- **WHAT NEEDS TO BE DONE**
The word "InvariantGreedy" marks the lines to find; copy every such line from the data below.

- **Stored items**
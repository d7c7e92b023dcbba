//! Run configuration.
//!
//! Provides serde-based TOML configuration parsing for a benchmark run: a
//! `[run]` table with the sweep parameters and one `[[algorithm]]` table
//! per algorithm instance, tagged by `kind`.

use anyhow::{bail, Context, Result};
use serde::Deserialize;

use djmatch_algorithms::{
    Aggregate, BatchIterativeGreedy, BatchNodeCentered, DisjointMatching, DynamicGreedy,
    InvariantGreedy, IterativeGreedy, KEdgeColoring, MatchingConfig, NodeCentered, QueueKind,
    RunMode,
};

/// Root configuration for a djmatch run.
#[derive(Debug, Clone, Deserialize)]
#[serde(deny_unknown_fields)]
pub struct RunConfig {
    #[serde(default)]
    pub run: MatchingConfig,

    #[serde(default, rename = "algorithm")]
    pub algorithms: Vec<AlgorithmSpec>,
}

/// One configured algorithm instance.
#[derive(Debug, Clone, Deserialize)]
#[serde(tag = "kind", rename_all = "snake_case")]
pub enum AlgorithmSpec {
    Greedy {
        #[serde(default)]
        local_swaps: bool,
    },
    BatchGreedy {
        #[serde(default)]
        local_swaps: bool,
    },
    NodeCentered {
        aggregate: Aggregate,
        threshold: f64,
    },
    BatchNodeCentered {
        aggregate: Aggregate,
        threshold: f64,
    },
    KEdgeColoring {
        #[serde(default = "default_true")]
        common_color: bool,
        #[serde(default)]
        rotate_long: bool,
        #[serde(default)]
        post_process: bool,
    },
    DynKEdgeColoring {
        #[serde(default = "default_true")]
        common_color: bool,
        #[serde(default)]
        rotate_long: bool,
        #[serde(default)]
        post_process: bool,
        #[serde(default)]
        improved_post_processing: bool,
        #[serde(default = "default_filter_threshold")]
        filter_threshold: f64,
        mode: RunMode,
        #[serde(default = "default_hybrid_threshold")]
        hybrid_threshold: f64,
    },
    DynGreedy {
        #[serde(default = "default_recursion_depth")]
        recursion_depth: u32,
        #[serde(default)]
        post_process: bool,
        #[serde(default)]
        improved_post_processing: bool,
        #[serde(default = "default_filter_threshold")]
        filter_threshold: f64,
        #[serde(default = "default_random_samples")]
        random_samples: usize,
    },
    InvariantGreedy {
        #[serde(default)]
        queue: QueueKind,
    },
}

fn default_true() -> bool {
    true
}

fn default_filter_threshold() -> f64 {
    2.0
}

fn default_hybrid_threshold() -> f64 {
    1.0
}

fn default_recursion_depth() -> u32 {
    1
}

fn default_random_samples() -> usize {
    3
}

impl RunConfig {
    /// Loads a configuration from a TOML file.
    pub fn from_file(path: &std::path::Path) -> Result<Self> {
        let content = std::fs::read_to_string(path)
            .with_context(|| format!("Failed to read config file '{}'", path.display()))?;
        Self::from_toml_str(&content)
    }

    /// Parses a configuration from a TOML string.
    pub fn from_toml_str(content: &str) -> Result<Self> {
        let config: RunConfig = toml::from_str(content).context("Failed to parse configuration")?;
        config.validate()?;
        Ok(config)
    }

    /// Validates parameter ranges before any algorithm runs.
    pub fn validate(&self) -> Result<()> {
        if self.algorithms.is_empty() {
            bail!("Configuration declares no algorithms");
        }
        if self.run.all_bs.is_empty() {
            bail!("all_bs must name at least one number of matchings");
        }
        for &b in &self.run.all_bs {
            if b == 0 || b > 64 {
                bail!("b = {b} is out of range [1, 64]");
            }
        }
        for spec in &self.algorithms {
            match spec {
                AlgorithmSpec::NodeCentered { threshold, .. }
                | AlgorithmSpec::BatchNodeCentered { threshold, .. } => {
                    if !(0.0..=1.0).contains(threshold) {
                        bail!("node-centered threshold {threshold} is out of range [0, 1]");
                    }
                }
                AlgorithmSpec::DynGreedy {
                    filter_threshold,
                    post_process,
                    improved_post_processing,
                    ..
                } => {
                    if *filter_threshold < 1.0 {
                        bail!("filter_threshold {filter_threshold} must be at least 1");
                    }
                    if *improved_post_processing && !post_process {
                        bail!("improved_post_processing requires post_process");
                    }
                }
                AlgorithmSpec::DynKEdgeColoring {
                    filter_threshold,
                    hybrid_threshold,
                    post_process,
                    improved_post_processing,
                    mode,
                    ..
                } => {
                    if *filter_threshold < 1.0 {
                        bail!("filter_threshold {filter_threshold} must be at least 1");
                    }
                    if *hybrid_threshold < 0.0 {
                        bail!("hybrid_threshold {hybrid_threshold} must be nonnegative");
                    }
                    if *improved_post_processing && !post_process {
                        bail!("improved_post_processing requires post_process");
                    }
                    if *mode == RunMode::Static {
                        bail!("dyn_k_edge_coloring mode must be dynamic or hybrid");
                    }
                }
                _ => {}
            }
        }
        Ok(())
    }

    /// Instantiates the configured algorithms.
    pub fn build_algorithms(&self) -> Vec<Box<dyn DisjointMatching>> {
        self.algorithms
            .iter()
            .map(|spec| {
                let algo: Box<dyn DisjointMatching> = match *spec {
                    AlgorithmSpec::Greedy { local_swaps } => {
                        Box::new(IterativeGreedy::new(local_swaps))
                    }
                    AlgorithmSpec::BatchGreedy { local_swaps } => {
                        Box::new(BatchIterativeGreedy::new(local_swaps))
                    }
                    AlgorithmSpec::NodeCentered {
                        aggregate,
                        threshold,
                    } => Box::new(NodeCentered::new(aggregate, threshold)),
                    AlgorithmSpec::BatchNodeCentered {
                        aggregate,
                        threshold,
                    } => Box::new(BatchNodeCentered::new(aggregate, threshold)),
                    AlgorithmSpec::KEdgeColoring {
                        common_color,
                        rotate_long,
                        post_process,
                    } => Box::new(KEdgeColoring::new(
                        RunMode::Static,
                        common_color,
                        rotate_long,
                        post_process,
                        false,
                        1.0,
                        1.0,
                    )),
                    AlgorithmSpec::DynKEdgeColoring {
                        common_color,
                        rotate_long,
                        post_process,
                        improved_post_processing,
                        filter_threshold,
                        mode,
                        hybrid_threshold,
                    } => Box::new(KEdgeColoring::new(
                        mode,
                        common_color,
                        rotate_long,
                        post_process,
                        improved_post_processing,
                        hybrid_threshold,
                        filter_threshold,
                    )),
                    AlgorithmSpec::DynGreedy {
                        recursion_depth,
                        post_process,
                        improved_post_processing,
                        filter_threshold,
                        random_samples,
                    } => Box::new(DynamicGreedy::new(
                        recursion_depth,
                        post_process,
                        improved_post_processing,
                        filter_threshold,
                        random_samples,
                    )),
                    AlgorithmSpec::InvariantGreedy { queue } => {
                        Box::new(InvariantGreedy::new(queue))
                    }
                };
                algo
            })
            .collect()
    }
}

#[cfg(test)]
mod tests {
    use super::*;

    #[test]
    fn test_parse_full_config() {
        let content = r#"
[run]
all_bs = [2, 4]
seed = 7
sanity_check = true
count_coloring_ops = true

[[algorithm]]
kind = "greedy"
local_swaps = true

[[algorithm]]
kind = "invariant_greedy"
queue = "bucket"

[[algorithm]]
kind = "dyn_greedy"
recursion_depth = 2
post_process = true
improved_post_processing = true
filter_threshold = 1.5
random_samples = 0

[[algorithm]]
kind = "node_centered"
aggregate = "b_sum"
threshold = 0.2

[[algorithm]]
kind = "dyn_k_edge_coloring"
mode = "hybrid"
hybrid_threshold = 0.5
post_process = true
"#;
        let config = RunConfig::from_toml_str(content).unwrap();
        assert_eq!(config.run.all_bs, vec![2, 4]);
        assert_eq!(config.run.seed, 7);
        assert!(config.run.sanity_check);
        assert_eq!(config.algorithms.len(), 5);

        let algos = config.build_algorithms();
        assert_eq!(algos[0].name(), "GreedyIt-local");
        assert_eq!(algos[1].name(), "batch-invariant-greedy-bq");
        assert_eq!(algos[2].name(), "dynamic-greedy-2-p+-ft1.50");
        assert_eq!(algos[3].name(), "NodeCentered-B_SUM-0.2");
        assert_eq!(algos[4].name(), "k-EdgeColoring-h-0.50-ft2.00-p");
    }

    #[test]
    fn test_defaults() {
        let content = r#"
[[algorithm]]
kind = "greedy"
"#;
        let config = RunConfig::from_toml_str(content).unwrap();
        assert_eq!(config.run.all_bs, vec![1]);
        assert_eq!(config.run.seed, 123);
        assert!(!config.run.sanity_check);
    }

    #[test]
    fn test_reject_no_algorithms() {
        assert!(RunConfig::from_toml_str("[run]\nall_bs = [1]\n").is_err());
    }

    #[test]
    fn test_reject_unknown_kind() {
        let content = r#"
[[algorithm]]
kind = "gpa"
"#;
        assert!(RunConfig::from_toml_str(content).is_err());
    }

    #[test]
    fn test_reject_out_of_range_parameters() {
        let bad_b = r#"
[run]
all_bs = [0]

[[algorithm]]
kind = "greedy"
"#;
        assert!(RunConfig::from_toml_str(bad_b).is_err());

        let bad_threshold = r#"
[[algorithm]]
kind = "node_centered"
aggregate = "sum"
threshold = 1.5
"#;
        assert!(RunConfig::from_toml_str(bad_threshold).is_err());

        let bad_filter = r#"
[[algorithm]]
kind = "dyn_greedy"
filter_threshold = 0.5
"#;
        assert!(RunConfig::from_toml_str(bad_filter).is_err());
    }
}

- **YOUR RESPONSE**
    InvariantGreedy, IterativeGreedy, KEdgeColoring, MatchingConfig, NodeCentered, QueueKind,
    InvariantGreedy {
                    AlgorithmSpec::InvariantGreedy { queue } => {
                        Box::new(InvariantGreedy::new(queue))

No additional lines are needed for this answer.